One of the real joys of the working on the Staging Beckett project has been the opportunity to meet and discuss Beckett’s theatre with the practitioners, who have contributed to the 60 year history we (the Staging Beckett team) have been uncovering. Believe it or not, on Monday 13th July another unique opportunity arose as I got to meet the renowned actor and director Richard Wilson, when he travelled to the Beckett Collection at the University of Reading.
Richard was in Reading to interview the University’s Emeritus Professor and Beckett biographer James Knowlson, and view many of the original items stored in the archive concerning the performance history of Waiting for Godot. Their interview will form part of the next episode of BBC’s Artsnight – dedicated to Samuel Beckett – which will air on Friday 31st July at 11pm on BBC2. This programme will be presented by Richard and includes interviews with Jim as well as some of the foremost practitioners of Beckett’s drama including Hugo Weaving, Lisa Dwan and Juliet Stephenson, as well as a visit to the Happy Days Enniskillen Beckett Festival in Northern Ireland.

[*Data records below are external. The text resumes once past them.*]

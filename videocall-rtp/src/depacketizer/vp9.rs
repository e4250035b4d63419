/*
 * Copyright 2025 Security Union LLC
 *
 * Licensed under either of
 *
 * * Apache License, Version 2.0
 *   (http://www.apache.org/licenses/LICENSE-2.0)
 * * MIT license
 *   (http://opensource.org/licenses/MIT)
 *
 * at your option.
 *
 * Unless you explicitly state otherwise, any contribution intentionally
 * submitted for inclusion in the work by you, as defined in the Apache-2.0
 * license, shall be dual licensed as above, without any additional terms or
 * conditions.
 */

//! VP9 payload descriptor.
//!
//! ```text
//!       0 1 2 3 4 5 6 7
//!      +-+-+-+-+-+-+-+-+
//!      |I|P|L|F|B|E|V|Z| (REQUIRED)
//!      +-+-+-+-+-+-+-+-+
//! I:   |M| PICTURE ID  |
//!      +-+-+-+-+-+-+-+-+
//! M:   | EXTENDED PID  |
//!      +-+-+-+-+-+-+-+-+
//! L:   |  T  |U|  S  |D|
//!      +-+-+-+-+-+-+-+-+
//!      |   TL0PICIDX   | (non-flexible mode only)
//!      +-+-+-+-+-+-+-+-+
//! P,F: | P_DIFF      |N| (up to 3 times)
//!      +-+-+-+-+-+-+-+-+
//! V:   | SS            |
//!      +-+-+-+-+-+-+-+-+
//! ```

use super::{Depacketizer, ParsedPayload};
use crate::error::{Result, RtpError};
use crate::frame::FrameType;
use crate::video_header::{CodecHeader, VideoCodec, VideoHeader, Vp9Header};

pub const MAX_SPATIAL_LAYERS: u8 = 5;
const MAX_REF_PICS: usize = 3;

struct Reader<'a> {
    data: &'a [u8],
    offset: usize,
}

impl<'a> Reader<'a> {
    fn read_u8(&mut self) -> Result<u8> {
        let byte = *self
            .data
            .get(self.offset)
            .ok_or_else(|| RtpError::truncated("VP9 payload descriptor"))?;
        self.offset += 1;
        Ok(byte)
    }

    fn read_u16(&mut self) -> Result<u16> {
        Ok(u16::from_be_bytes([self.read_u8()?, self.read_u8()?]))
    }

    fn remaining(&self) -> &'a [u8] {
        &self.data[self.offset.min(self.data.len())..]
    }
}

#[derive(Debug, Default, Clone, Copy)]
pub struct Vp9Depacketizer;

impl Vp9Depacketizer {
    fn parse_layer_info(reader: &mut Reader<'_>, header: &mut Vp9Header) -> Result<()> {
        let byte = reader.read_u8()?;
        header.temporal_idx = Some(byte >> 5);
        header.temporal_up_switch = byte & 0x10 != 0;
        header.spatial_idx = (byte >> 1) & 0x07;
        if header.spatial_idx >= MAX_SPATIAL_LAYERS {
            return Err(RtpError::MalformedPayload(format!(
                "VP9 spatial index {} out of range",
                header.spatial_idx
            )));
        }
        header.inter_layer_predicted = byte & 0x01 != 0;
        if !header.flexible_mode {
            header.tl0_pic_idx = Some(reader.read_u8()?);
        }
        Ok(())
    }

    fn parse_ref_indices(reader: &mut Reader<'_>, header: &mut Vp9Header) -> Result<()> {
        if header.picture_id.is_none() {
            return Err(RtpError::MalformedPayload(
                "VP9 reference indices without picture id".to_string(),
            ));
        }
        loop {
            if header.pid_diffs.len() == MAX_REF_PICS {
                return Err(RtpError::MalformedPayload(
                    "too many VP9 reference pictures".to_string(),
                ));
            }
            let byte = reader.read_u8()?;
            header.pid_diffs.push(byte >> 1);
            if byte & 0x01 == 0 {
                return Ok(());
            }
        }
    }

    /// Reads the scalability structure, returning the resolution of the
    /// lowest spatial layer when present.
    fn parse_ss_data(
        reader: &mut Reader<'_>,
        header: &mut Vp9Header,
    ) -> Result<Option<(u16, u16)>> {
        let byte = reader.read_u8()?;
        header.num_spatial_layers = (byte >> 5) + 1;
        let resolution_present = byte & 0x10 != 0;
        let gof_present = byte & 0x08 != 0;

        let mut resolution = None;
        if resolution_present {
            for layer in 0..header.num_spatial_layers {
                let width = reader.read_u16()?;
                let height = reader.read_u16()?;
                if layer == 0 {
                    resolution = Some((width, height));
                }
            }
        }
        if gof_present {
            let num_frames_in_gof = reader.read_u8()?;
            for _ in 0..num_frames_in_gof {
                let gof_byte = reader.read_u8()?;
                let num_ref_pics = (gof_byte >> 2) & 0x03;
                for _ in 0..num_ref_pics {
                    reader.read_u8()?;
                }
            }
        }
        Ok(resolution)
    }
}

impl Depacketizer for Vp9Depacketizer {
    fn parse(&self, rtp_payload: &[u8]) -> Result<ParsedPayload> {
        let mut reader = Reader {
            data: rtp_payload,
            offset: 0,
        };
        let first = reader.read_u8()?;
        let picture_id_present = first & 0x80 != 0;
        let layer_info_present = first & 0x20 != 0;

        let mut vp9 = Vp9Header {
            inter_pic_predicted: first & 0x40 != 0,
            flexible_mode: first & 0x10 != 0,
            beginning_of_frame: first & 0x08 != 0,
            end_of_frame: first & 0x04 != 0,
            ss_data_available: first & 0x02 != 0,
            non_ref_for_inter_layer_pred: first & 0x01 != 0,
            num_spatial_layers: 1,
            ..Default::default()
        };

        if picture_id_present {
            let byte = reader.read_u8()?;
            let picture_id = if byte & 0x80 != 0 {
                (u16::from(byte & 0x7f) << 8) | u16::from(reader.read_u8()?)
            } else {
                u16::from(byte)
            };
            vp9.picture_id = Some(picture_id);
        }
        if layer_info_present {
            Self::parse_layer_info(&mut reader, &mut vp9)?;
        }
        if vp9.inter_pic_predicted && vp9.flexible_mode {
            Self::parse_ref_indices(&mut reader, &mut vp9)?;
        }

        let mut video_header = VideoHeader::new(VideoCodec::Vp9);
        if vp9.ss_data_available {
            if let Some((width, height)) = Self::parse_ss_data(&mut reader, &mut vp9)? {
                video_header.width = width;
                video_header.height = height;
            }
        }

        let payload = reader.remaining();
        if payload.is_empty() {
            return Err(RtpError::MalformedPayload(
                "VP9 payload descriptor without data".to_string(),
            ));
        }

        video_header.frame_type = if vp9.inter_pic_predicted {
            FrameType::DeltaFrame
        } else {
            FrameType::KeyFrame
        };
        video_header.is_first_packet_in_frame =
            vp9.beginning_of_frame && (!layer_info_present || !vp9.inter_layer_predicted);
        video_header.is_last_packet_in_frame = vp9.end_of_frame;
        video_header.codec_header = CodecHeader::Vp9(vp9);

        Ok(ParsedPayload {
            video_header,
            payload: payload.to_vec(),
        })
    }
}
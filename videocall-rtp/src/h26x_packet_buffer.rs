/*
 * Copyright 2025 Security Union LLC
 *
 * Licensed under either of
 *
 * * Apache License, Version 2.0
 *   (http://www.apache.org/licenses/LICENSE-2.0)
 * * MIT license
 *   (http://opensource.org/licenses/MIT)
 *
 * at your option.
 *
 * Unless you explicitly state otherwise, any contribution intentionally
 * submitted for inclusion in the work by you, as defined in the Apache-2.0
 * license, shall be dual licensed as above, without any additional terms or
 * conditions.
 */

//! Packet buffer for H264 and H265, which carry no frame boundaries besides
//! the marker bit.
//!
//! A packet becomes usable once it continues one of a few tracked
//! "last continuous" cursors, or when it starts a new coded video sequence.
//! From there the buffer walks forward to each marker bit and backward to the
//! first packet sharing its RTP timestamp.

use std::sync::Arc;

use crate::depacketizer::h264::{NALU_IDR, NALU_PPS, NALU_SPS};
use crate::depacketizer::h265::{self, NALU_VPS};
use crate::environment::Clock;
use crate::frame::FrameType;
use crate::packet::Packet;
use crate::packet_buffer::InsertResult;
use crate::sequence_number_unwrapper::SequenceNumberUnwrapper;
use crate::video_header::CodecHeader;

const BUFFER_SIZE: usize = 2048;
const NUM_TRACKED_SEQUENCES: usize = 5;

#[derive(Debug)]
enum Slot {
    Packet(Packet),
    /// Sequence number received without media.
    Padding(i64),
}

impl Slot {
    fn seq_num(&self) -> i64 {
        match self {
            Slot::Packet(packet) => packet.unwrapped_seq_num,
            Slot::Padding(seq_num) => *seq_num,
        }
    }
}

#[derive(Debug, Default)]
struct ParameterSets {
    has_vps: bool,
    has_sps: bool,
    has_pps: bool,
    has_idr: bool,
}

pub struct H26xPacketBuffer {
    clock: Arc<dyn Clock>,
    idr_only_keyframes_allowed: bool,
    buffer: Vec<Option<Slot>>,
    seq_num_unwrapper: SequenceNumberUnwrapper,
    last_continuous_in_sequence: [i64; NUM_TRACKED_SEQUENCES],
    last_continuous_in_sequence_index: usize,
    cleared_to: Option<i64>,
    last_received_packet_ms: Option<i64>,
    last_received_keyframe_packet_ms: Option<i64>,
}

During our day of filming, Richard was a real gentleman and great company throughout, happily speaking about everything from his interest in Beckett and Sarah Kane to his love of Manchester United. Richard met the University’s Vice Chancellor Sir David Bell and followed up on his genuine passion in Beckett’s work by viewing many of the Collections theatre materials. He has a long held interest in Beckett’s drama beyond his notable TV career, and has performed in Waiting for Godot twice: at the Traverse Theatre in Edinburgh (in 1968) and at the Manchester Royal Exchange (in 1999). He is presently Associate Director at Sheffield Theatres, where he performed in Krapp’s Last Tape in the Studio Theatre in June 2014.
In a lively interview amongst the archival stacks, Richard asked Jim about those first productions of Godot in Paris and London and Beckett’s impact on the theatre more broadly. On one occasion they even reversed the roles as Jim asked Richard about his approach to performing the roles of Vladimir and Krapp. In good spirits, Jim and Richard concluded the interview with their very own double act moment as they read a small section of Vladimir and Estragon’s dialogue. Hopefully that prospect alone will whet your appetite to watch Friday’s episode!